Material to process: Begin

//! Deferred deletion of GL objects.

use crossbeam_channel as chan;

/// Send half of a [`Queue`].
pub type Sender<T> = chan::Sender<T>;

/// Receive half of a [`Queue`].
pub type Receiver<T> = chan::Receiver<T>;

/// A GL object name waiting to be deleted.
#[derive(Clone, Copy, Debug, Eq, Hash, PartialEq)]
pub enum Object {
    Buffer(u32),
    VertexArray(u32),
    Texture(u32),
    Framebuffer(u32),
    Program(u32),
}

/// Pushes the object name onto the factory queue when dropped.
///
/// Handles share one destructor through an `Arc`, so the name is queued
/// exactly once, when the last clone goes away.
pub(crate) struct Destructor {
    object: Object,
    tx: Sender<Object>,
}

impl Destructor {
    /// Constructor.
    pub(crate) fn new(object: Object, tx: Sender<Object>) -> Self {
        Destructor { object, tx }
    }
}

impl Drop for Destructor {
    fn drop(&mut self) {
        // The receiver lives in the factory; if it is gone the context is too.
        let _ = self.tx.send(self.object);
    }
}

/// An unbounded queue of objects awaiting deletion.
#[derive(Clone)]
pub struct Queue<T> {
    /// Send half of the queue.
    tx: Sender<T>,

    /// Receive half of the queue.
    rx: Receiver<T>,
}

impl<T> Queue<T> {
    /// Constructor.
    pub fn new() -> Self {
        let (tx, rx) = chan::unbounded();
        Self { tx, rx }
    }

    /// Clone the send half of the queue.
    pub fn tx(&self) -> Sender<T> {
        self.tx.clone()
    }

    /// Remove the item from the front of the queue.
    pub fn next(&self) -> Option<T> {
        self.rx.try_recv().ok()
    }

    /// Number of items waiting.
    pub fn len(&self) -> usize {
        self.rx.len()
    }

    /// Returns `true` if nothing is waiting.
    pub fn is_empty(&self) -> bool {
        self.rx.is_empty()
    }
}

impl<T> Default for Queue<T> {
    fn default() -> Self {
        Self::new()
    }
}

#[cfg(test)]
mod tests {
    use super::*;
    use std::sync::Arc;

    #[test]
    fn name_is_queued_once_after_last_clone() {
        let queue = Queue::new();
        let first = Arc::new(Destructor::new(Object::Texture(7), queue.tx()));
        let second = first.clone();
        drop(first);
        assert!(queue.is_empty());
        drop(second);
        assert_eq!(queue.next(), Some(Object::Texture(7)));
        assert_eq!(queue.next(), None);
    }
}
use ogl4core::{
    egui, Config, Context, Core, EguiOverlay, Error, Event, Factory, Frame, Key, KeyAction, Mods, MouseButton,
    MouseButtonAction, OrbitCamera, Pixels, PluginRegistry, RenderPlugin, Result, Surface,
};
use std::cell::RefCell;
use std::collections::VecDeque;
use std::os::raw::c_void;
use std::rc::Rc;
use std::{fs, ptr};

type Log = Rc<RefCell<Vec<String>>>;
type CameraSlot = Rc<RefCell<Option<Rc<RefCell<OrbitCamera>>>>>;

const WIDTH: u32 = 32;
const HEIGHT: u32 = 16;

/// A window without a GL context that replays one batch of events per frame.
#[derive(Default)]
struct ScriptedSurface {
    script: VecDeque<Vec<Event>>,
    size: Option<(u32, u32)>,
    titles: Vec<String>,
    swaps: usize,
}

impl ScriptedSurface {
    fn new(script: Vec<Vec<Event>>) -> Self {
        ScriptedSurface { script: script.into(), ..Default::default() }
    }
}

impl Surface for ScriptedSurface {
    fn proc_address(&self, _symbol: &str) -> *const c_void {
        ptr::null()
    }

    fn size(&self) -> (u32, u32) {
        self.size.unwrap_or((WIDTH, HEIGHT))
    }

    fn poll_events(&mut self, events: &mut Vec<Event>) {
        if let Some(batch) = self.script.pop_front() {
            events.extend(batch);
        }
    }

    fn swap_buffers(&mut self) -> Result<()> {
        self.swaps += 1;
        Ok(())
    }

    fn capture(&mut self, _factory: &Factory) -> Result<Pixels> {
        Ok(Pixels::filled(WIDTH, HEIGHT, [255, 0, 0, 255]))
    }

    fn set_title(&mut self, title: &str) {
        self.titles.push(title.to_owned());
    }
}

struct Recorder {
    name: &'static str,
    log: Log,
    _camera: Option<Rc<RefCell<OrbitCamera>>>,
}

impl Recorder {
    fn record(&self, entry: String) {
        self.log.borrow_mut().push(format!("{} {}", self.name, entry));
    }
}

impl RenderPlugin for Recorder {
    fn render(&mut self, ctx: &mut Context) -> Result<()> {
        self.record(format!("render {}", ctx.frame()));
        Ok(())
    }

    fn resize(&mut self, _ctx: &mut Context, width: u32, height: u32) -> Result<()> {
        self.record(format!("resize {}x{}", width, height));
        Ok(())
    }

    fn keyboard(&mut self, _ctx: &mut Context, key: Key, _action: KeyAction, _mods: Mods) -> Result<()> {
        self.record(format!("key {:?}", key));
        Ok(())
    }

    fn gui(&mut self, ctx: &mut Context, ui: &mut egui::Ui) -> Result<()> {
        ui.label(self.name);
        self.record(format!("gui {}", ctx.frame()));
        Ok(())
    }
}

impl Drop for Recorder {
    fn drop(&mut self) {
        self.record("drop".to_owned());
    }
}

fn recorder(registry: &mut PluginRegistry, name: &'static str, idx: u32, log: &Log) {
    let log = log.clone();
    registry
        .register(name, "Test/Recorder", idx, move |ctx| {
            let (dx, dy) = ctx.cursor_delta();
            log.borrow_mut().push(format!("{} create delta {},{}", name, dx, dy));
            Ok(Box::new(Recorder { name, log: log.clone(), _camera: None }) as Box<dyn RenderPlugin>)
        })
        .unwrap();
}

/// Registers a camera on creation and also hands it to `slot`, keeping it
/// alive after the plugin is gone.
fn camera_recorder(registry: &mut PluginRegistry, name: &'static str, idx: u32, log: &Log, slot: &CameraSlot) {
    let log = log.clone();
    let slot = slot.clone();
    registry
        .register(name, "Test/Camera", idx, move |ctx| {
            let camera = Rc::new(RefCell::new(OrbitCamera::new(5.0)));
            ctx.register_camera(&camera)?;
            *slot.borrow_mut() = Some(camera.clone());
            log.borrow_mut().push(format!("{} create", name));
            Ok(Box::new(Recorder { name, log: log.clone(), _camera: Some(camera) }) as Box<dyn RenderPlugin>)
        })
        .unwrap();
}

fn config(plugin: &str) -> Config {
    Config { plugin: Some(plugin.to_owned()), ..Config::default() }
}

fn entries(log: &Log) -> Vec<String> {
    log.borrow().clone()
}

fn key(key: Key, mods: Mods) -> Event {
    Event::Key { key, action: KeyAction::Press, mods }
}

#[test]
fn plugin_is_resized_once_before_first_render() {
    let log = Log::default();
    let mut registry = PluginRegistry::new();
    recorder(&mut registry, "A", 1, &log);

    let config = Config { quit: true, ..config("A") };
    let mut core = Core::new(ScriptedSurface::default(), registry, &config);
    core.run().unwrap();

    assert_eq!(
        entries(&log),
        ["A create delta 0,0", "A resize 32x16", "A render 0", "A drop"],
    );
    assert_eq!(core.surface().swaps, 1);
}

#[test]
fn scripted_screenshots_then_quit() {
    let dir = tempfile::tempdir().unwrap();
    let log = Log::default();
    let mut registry = PluginRegistry::new();
    recorder(&mut registry, "A", 1, &log);

    let config = Config {
        screenshot: vec![7, 3],
        filename: dir.path().join("shot"),
        quit: true,
        ..config("A")
    };
    let mut core = Core::new(ScriptedSurface::default(), registry, &config);
    core.run().unwrap();

    let renders = entries(&log).iter().filter(|e| e.contains("render")).count();
    assert_eq!(renders, 8);

    let mut files: Vec<_> = fs::read_dir(dir.path())
        .unwrap()
        .map(|entry| entry.unwrap().file_name().into_string().unwrap())
        .collect();
    files.sort();
    assert_eq!(files, ["shot_00003.png", "shot_00007.png"]);

    let shot = Pixels::load(dir.path().join("shot_00003.png")).unwrap();
    assert_eq!((shot.width(), shot.height()), (WIDTH, HEIGHT));
}

#[test]
fn without_plugin_option_the_lowest_idx_starts() {
    let log = Log::default();
    let mut registry = PluginRegistry::new();
    recorder(&mut registry, "Late", 9, &log);
    recorder(&mut registry, "Early", 2, &log);

    let mut core = Core::new(ScriptedSurface::default(), registry, &Config::default());
    core.start().unwrap();
    assert_eq!(core.active_plugin(), Some("Early"));
}

#[test]
fn empty_registry_cannot_start() {
    let mut core = Core::new(ScriptedSurface::default(), PluginRegistry::new(), &Config::default());
    assert!(matches!(core.start(), Err(Error::NoPlugins)));
}

#[test]
fn unknown_plugin_keeps_the_current_one() {
    let log = Log::default();
    let mut registry = PluginRegistry::new();
    recorder(&mut registry, "A", 1, &log);

    let mut core = Core::new(ScriptedSurface::default(), registry, &config("A"));
    core.start().unwrap();
    match core.switch_plugin("Missing") {
        Err(Error::UnknownPlugin(name)) => assert_eq!(name, "Missing"),
        other => panic!("unexpected {:?}", other.err()),
    }
    assert_eq!(core.active_plugin(), Some("A"));
    assert!(!entries(&log).contains(&"A drop".to_owned()));
}

#[test]
fn switching_drops_old_plugin_before_creating_new_one() {
    let log = Log::default();
    let mut registry = PluginRegistry::new();
    recorder(&mut registry, "A", 1, &log);
    recorder(&mut registry, "B", 2, &log);

    let script = vec![
        vec![Event::CursorMoved { x: 10.0, y: 10.0 }],
        vec![Event::CursorMoved { x: 30.0, y: 50.0 }],
    ];
    let mut core = Core::new(ScriptedSurface::new(script), registry, &config("A"));
    core.start().unwrap();
    core.run_frame().unwrap();
    core.run_frame().unwrap();
    assert_eq!(core.context().cursor_delta(), (20.0, 40.0));

    log.borrow_mut().clear();
    core.switch_plugin("B").unwrap();
    assert_eq!(entries(&log), ["A drop", "B create delta 0,0", "B resize 32x16"]);
    assert_eq!(core.active_plugin(), Some("B"));
}

#[test]
fn camera_registration_ends_with_its_plugin() {
    let log = Log::default();
    let slot = CameraSlot::default();
    let mut registry = PluginRegistry::new();
    camera_recorder(&mut registry, "Cam", 1, &log, &slot);
    recorder(&mut registry, "Plain", 2, &log);

    let mut core = Core::new(ScriptedSurface::default(), registry, &config("Cam"));
    core.start().unwrap();
    assert!(core.context().camera().is_some());

    core.switch_plugin("Plain").unwrap();
    assert!(slot.borrow().is_some());
    assert!(core.context().camera().is_none());

    // The leaked camera does not block a fresh registration.
    core.switch_plugin("Cam").unwrap();
    assert!(core.context().camera().is_some());
}

#[test]
fn unmodified_right_drag_dollies_the_camera() {
    let log = Log::default();
    let slot = CameraSlot::default();
    let mut registry = PluginRegistry::new();
    camera_recorder(&mut registry, "Cam", 1, &log, &slot);

    let press = |mods| Event::MouseButton { button: MouseButton::Right, action: MouseButtonAction::Press, mods };
    let script = vec![
        vec![
            Event::CursorMoved { x: 16.0, y: 8.0 },
            press(Mods::empty()),
            Event::CursorMoved { x: 16.0, y: 4.0 },
        ],
        vec![press(Mods::CONTROL), Event::CursorMoved { x: 16.0, y: 0.0 }],
    ];
    let mut core = Core::new(ScriptedSurface::new(script), registry, &config("Cam"));
    core.start().unwrap();

    core.run_frame().unwrap();
    let dolly = core.context().camera().unwrap().borrow().dolly();
    assert!((dolly - 2.5).abs() < 1e-5, "dolly {}", dolly);

    core.run_frame().unwrap();
    let dolly = core.context().camera().unwrap().borrow().dolly();
    assert!((dolly - 2.5).abs() < 1e-5, "ctrl drag moved the camera to {}", dolly);
}

#[test]
fn close_request_quits_before_rendering() {
    let log = Log::default();
    let mut registry = PluginRegistry::new();
    recorder(&mut registry, "A", 1, &log);

    let script = vec![vec![Event::CloseRequested]];
    let mut core = Core::new(ScriptedSurface::new(script), registry, &config("A"));
    core.start().unwrap();
    assert_eq!(core.run_frame().unwrap(), Frame::Quit);
    assert!(entries(&log).iter().all(|e| !e.contains("render")));
    assert_eq!(core.surface().swaps, 0);
}

#[test]
fn ctrl_tab_cycles_plugins_without_reaching_them() {
    let log = Log::default();
    let mut registry = PluginRegistry::new();
    recorder(&mut registry, "A", 1, &log);
    recorder(&mut registry, "B", 2, &log);

    let script = vec![
        vec![],
        vec![key(Key::Tab, Mods::CONTROL)],
        vec![key(Key::Tab, Mods::CONTROL)],
        vec![key(Key::Tab, Mods::empty())],
    ];
    let mut core = Core::new(ScriptedSurface::new(script), registry, &config("A"));
    core.start().unwrap();

    core.run_frame().unwrap();
    assert_eq!(core.active_plugin(), Some("A"));
    core.run_frame().unwrap();
    assert_eq!(core.active_plugin(), Some("B"));
    core.run_frame().unwrap();
    assert_eq!(core.active_plugin(), Some("A"));
    core.run_frame().unwrap();

    let log = entries(&log);
    let keys: Vec<_> = log.iter().filter(|e| e.contains("key")).collect();
    assert_eq!(keys, ["A key Tab"]);
    let b_create = log.iter().position(|e| e.starts_with("B create")).unwrap();
    let a_drop = log.iter().position(|e| e == "A drop").unwrap();
    assert!(a_drop < b_create);
    assert_eq!(log[b_create + 2], "B render 1");

    let titles = &core.surface().titles;
    assert_eq!(titles.first().map(String::as_str), Some("OGL4Core2 - A [1/2]"));
    assert!(titles.iter().any(|t| t == "OGL4Core2 - B [2/2]"));
}

#[test]
fn minimized_window_skips_the_screenshot() {
    let dir = tempfile::tempdir().unwrap();
    let log = Log::default();
    let mut registry = PluginRegistry::new();
    recorder(&mut registry, "A", 1, &log);

    let config = Config {
        screenshot: vec![0],
        filename: dir.path().join("shot"),
        quit: true,
        ..config("A")
    };
    let surface = ScriptedSurface { size: Some((WIDTH, 0)), ..Default::default() };
    let mut core = Core::new(surface, registry, &config);
    core.run().unwrap();

    assert!(entries(&log).contains(&"A render 0".to_owned()));
    assert_eq!(fs::read_dir(dir.path()).unwrap().count(), 0);
    assert_eq!(core.surface().swaps, 1);
}

#[test]
fn egui_panel_hosts_the_active_plugin() {
    let log = Log::default();
    let mut registry = PluginRegistry::new();
    recorder(&mut registry, "A", 1, &log);
    recorder(&mut registry, "B", 2, &log);

    let script = vec![vec![], vec![key(Key::Tab, Mods::CONTROL)], vec![key(Key::W, Mods::empty())]];
    let mut core = Core::new(ScriptedSurface::new(script), registry, &config("A")).with_overlay(EguiOverlay::headless());
    core.start().unwrap();
    for _ in 0..3 {
        core.run_frame().unwrap();
    }

    let log = entries(&log);
    let at = |entry: &str| log.iter().position(|e| e == entry).unwrap();
    assert!(at("A render 0") < at("A gui 0"));
    assert!(at("A gui 0") < at("A drop"));
    assert!(at("B render 1") < at("B gui 1"));
    assert!(log.contains(&"B key W".to_owned()));
    assert!(log.contains(&"B gui 2".to_owned()));
    assert_eq!(core.surface().titles.first().map(String::as_str), Some("OGL4Core2 - A [1/2]"));
}

#[test]
fn title_overlay_leaves_plugin_panels_alone() {
    let log = Log::default();
    let mut registry = PluginRegistry::new();
    recorder(&mut registry, "A", 1, &log);

    let mut core = Core::new(ScriptedSurface::default(), registry, &config("A"));
    core.start().unwrap();
    core.run_frame().unwrap();
    assert!(entries(&log).iter().all(|e| !e.contains("gui")));
}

Material to process: End

### Task statement
Word for word, repeat the data from its first line through the line with "#[derive(Clone, Copy, Debug, Eq, Hash, PartialEq)]", including both of those lines and no others.

### Response area
//! Deferred deletion of GL objects.

use crossbeam_channel as chan;

/// Send half of a [`Queue`].
pub type Sender<T> = chan::Sender<T>;

/// Receive half of a [`Queue`].
pub type Receiver<T> = chan::Receiver<T>;

/// A GL object name waiting to be deleted.
#[derive(Clone, Copy, Debug, Eq, Hash, PartialEq)]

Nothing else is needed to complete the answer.